If Germany will not budge, are we perhaps truly looking at the earliest beginning of the end for the European Union, a slow and agonising dissolution? Of course if the euro is truly allowed to collapse, there will be plenty of blame to share – including no small amount of blame for the knock-on effect of the disastrous banking practices in the United States, which arguably precipitated the whole crisis at point of origin. But then European banks on the whole have played just as fast and loose as their trans-Atlantic counterparts. Perhaps Merkel is the voice of reason. Perhaps it is tough love she prescribes, and everyone must take heed.
In fairness there is even in Germany a growing discontentment in having to shoulder the lion’s share of the burden; the vox populi on the German street asks, “Why is it left to us to carry them all?” A blunt response might be because others did so when you needed it, therefore you should and are morally bound to do so – not in an irrational, reckless, self-defeating way, but as one good neighbour helps another. Lest we forget, France and Germany, in their mutual hour of need, relaxed the Maastricht Treaty parameters easily when it suited them. If your neighbour’s house is on fire, you’d do well to help fight the flames lest they reach your own home.

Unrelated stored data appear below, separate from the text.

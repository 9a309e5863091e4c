//! Static exercise catalog for the 4-week plan.
//!
//! The table is compile-time data: identifiers are the stable keys entries
//! reference, templates hold the default per-set reps/seconds/meters the form
//! prefills. Declaration order is the canonical menu order.

/// A resolved catalog item.
///
/// Owned strings so that unknown/custom exercises can be synthesized on the
/// fly without a lifetime tied to the static table.
#[derive(Debug, Clone, PartialEq, Eq, serde::Serialize)]
pub struct Exercise {
    pub id: String,
    pub label: String,
    pub category: String,
    pub unit: String,
    pub template: Vec<String>,
}

struct Row {
    id: &'static str,
    label: &'static str,
    category: &'static str,
    unit: &'static str,
    template: &'static [&'static str],
}

const CATALOG: &[Row] = &[
    Row { id: "PMR1P", label: "Single-leg Romanian Deadlift", category: "Main 5x5", unit: "kg", template: &["5", "5", "5", "5", "5"] },
    Row { id: "SB5X5", label: "Bulgarian Split Squat", category: "Main 5x5", unit: "kg", template: &["5", "5", "5", "5", "5"] },
    Row { id: "HT", label: "Hip Thrust", category: "Secondary", unit: "kg", template: &["10", "10", "10"] },
    Row { id: "STEPUP", label: "High Step-up", category: "Secondary", unit: "kg", template: &["10", "10", "10"] },
    Row { id: "PG1P", label: "Single-leg Glute Bridge", category: "Secondary", unit: "kg", template: &["12", "12", "12"] },
    Row { id: "PALLOF", label: "Pallof Press", category: "Core", unit: "kg", template: &["15", "15", "15"] },
    Row { id: "DRAGPLANK", label: "Dragging Plank", category: "Core", unit: "s", template: &["40", "40", "40"] },
    Row { id: "BIRDDOG", label: "Bird Dog with Band", category: "Core", unit: "reps", template: &["12", "12", "12"] },
    Row { id: "NORDIC", label: "Eccentric Nordic Curl", category: "Hamstrings", unit: "reps", template: &["8", "8", "8"] },
    Row { id: "CLAMSHELL", label: "Clamshell with Band", category: "Glute Med", unit: "reps", template: &["15", "15", "15"] },
    Row { id: "SOLEO", label: "Seated Soleus Raise", category: "Calves", unit: "reps", template: &["20", "20", "20"] },
    Row { id: "CALF_EXC", label: "Eccentric Calf Raise", category: "Calves", unit: "reps", template: &["15", "15", "15"] },
    Row { id: "POGO", label: "Pogo Jumps", category: "Plyometrics", unit: "s", template: &["20", "20", "20"] },
    Row { id: "VERTICAL", label: "Vertical Jumps", category: "Plyometrics", unit: "reps", template: &["6", "6", "6"] },
    Row { id: "BOXJUMP", label: "Box Jumps", category: "Plyometrics", unit: "reps", template: &["5", "5", "5"] },
    Row { id: "SPLIT", label: "Split Jump", category: "Plyometrics", unit: "reps/leg", template: &["6", "6", "6"] },
    Row { id: "DROP", label: "Drop Jumps", category: "Plyometrics", unit: "reps", template: &["6", "6", "6"] },
    Row { id: "BOUNDING", label: "Bounding", category: "Plyometrics", unit: "m", template: &["20", "20", "20"] },
    Row { id: "HOPS", label: "Lateral Hops", category: "Plyometrics", unit: "s", template: &["20", "20", "20"] },
    Row { id: "SKIPPING", label: "Band Skipping", category: "Technique", unit: "m", template: &["20", "20", "20"] },
];

impl Row {
    fn to_exercise(&self) -> Exercise {
        Exercise {
            id: self.id.to_string(),
            label: self.label.to_string(),
            category: self.category.to_string(),
            unit: self.unit.to_string(),
            template: self.template.iter().map(|s| s.to_string()).collect(),
        }
    }
}

/// Resolves an exercise by identifier first, then by exact label.
///
/// Never fails: an unknown key yields a synthetic "Other" item whose id and
/// label are the key itself, so every entry has a displayable label even for
/// ad hoc exercises.
pub fn lookup(key: &str) -> Exercise {
    CATALOG
        .iter()
        .find(|r| r.id == key)
        .or_else(|| CATALOG.iter().find(|r| r.label == key))
        .map(Row::to_exercise)
        .unwrap_or_else(|| Exercise {
            id: key.to_string(),
            label: key.to_string(),
            category: "Other".to_string(),
            unit: String::new(),
            template: Vec::new(),
        })
}

/// Returns the catalog grouped by category, both levels in declaration order.
pub fn grouped_by_category() -> Vec<(String, Vec<Exercise>)> {
    let mut groups: Vec<(String, Vec<Exercise>)> = Vec::new();
    for row in CATALOG {
        match groups.iter_mut().find(|(cat, _)| cat == row.category) {
            Some((_, items)) => items.push(row.to_exercise()),
            None => groups.push((row.category.to_string(), vec![row.to_exercise()])),
        }
    }
    groups
}

#[cfg(test)]
mod tests {
    use super::*;

    #[test]
    fn test_lookup_by_id() {
        let ex = lookup("PMR1P");
        assert_eq!(ex.id, "PMR1P");
        assert_eq!(ex.label, "Single-leg Romanian Deadlift");
        assert_eq!(ex.unit, "kg");
        assert_eq!(ex.template.len(), 5);
    }

    #[test]
    fn test_lookup_by_label() {
        let ex = lookup("Hip Thrust");
        assert_eq!(ex.id, "HT");
        assert_eq!(ex.label, "Hip Thrust");
    }

    #[test]
    fn test_lookup_unknown_is_synthetic() {
        let ex = lookup("Weighted Carry");
        assert_eq!(ex.id, "Weighted Carry");
        assert_eq!(ex.label, "Weighted Carry");
        assert_eq!(ex.category, "Other");
        assert!(ex.unit.is_empty());
        assert!(ex.template.is_empty());
    }

    #[test]
    fn test_every_id_resolves_to_itself() {
        for row in CATALOG {
            assert_eq!(lookup(row.id).id, row.id);
            assert_eq!(lookup(row.label).label, row.label);
        }
    }

    #[test]
    fn test_grouped_follows_declaration_order() {
        let groups = grouped_by_category();
        let categories: Vec<&str> = groups.iter().map(|(c, _)| c.as_str()).collect();
        assert_eq!(
            categories,
            vec![
                "Main 5x5",
                "Secondary",
                "Core",
                "Hamstrings",
                "Glute Med",
                "Calves",
                "Plyometrics",
                "Technique"
            ]
        );

        let (_, plyo) = &groups[6];
        let ids: Vec<&str> = plyo.iter().map(|e| e.id.as_str()).collect();
        assert_eq!(
            ids,
            vec!["POGO", "VERTICAL", "BOXJUMP", "SPLIT", "DROP", "BOUNDING", "HOPS"]
        );
    }
}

It is a logic, incidentally that Bill Clinton did not ignore when Mexico teetered on the brink of economic collapse. Washington swiftly saved the day with a massive rescue package during his presidency. Thus, Germany will prosper if all of Europe prospers. If Germany insists that her less powerful neighbours endure measures she would not countenance for herself – that the German people would balk at readily – is it not ultimately, a slow moving form of self-harm to tell those neighbours “do as I say not as I do?” Yes, Germany must lead, and France must help her find the path. But this needs to be equitable for everyone. Europa unite, go forth together. United we stand, divided we fall.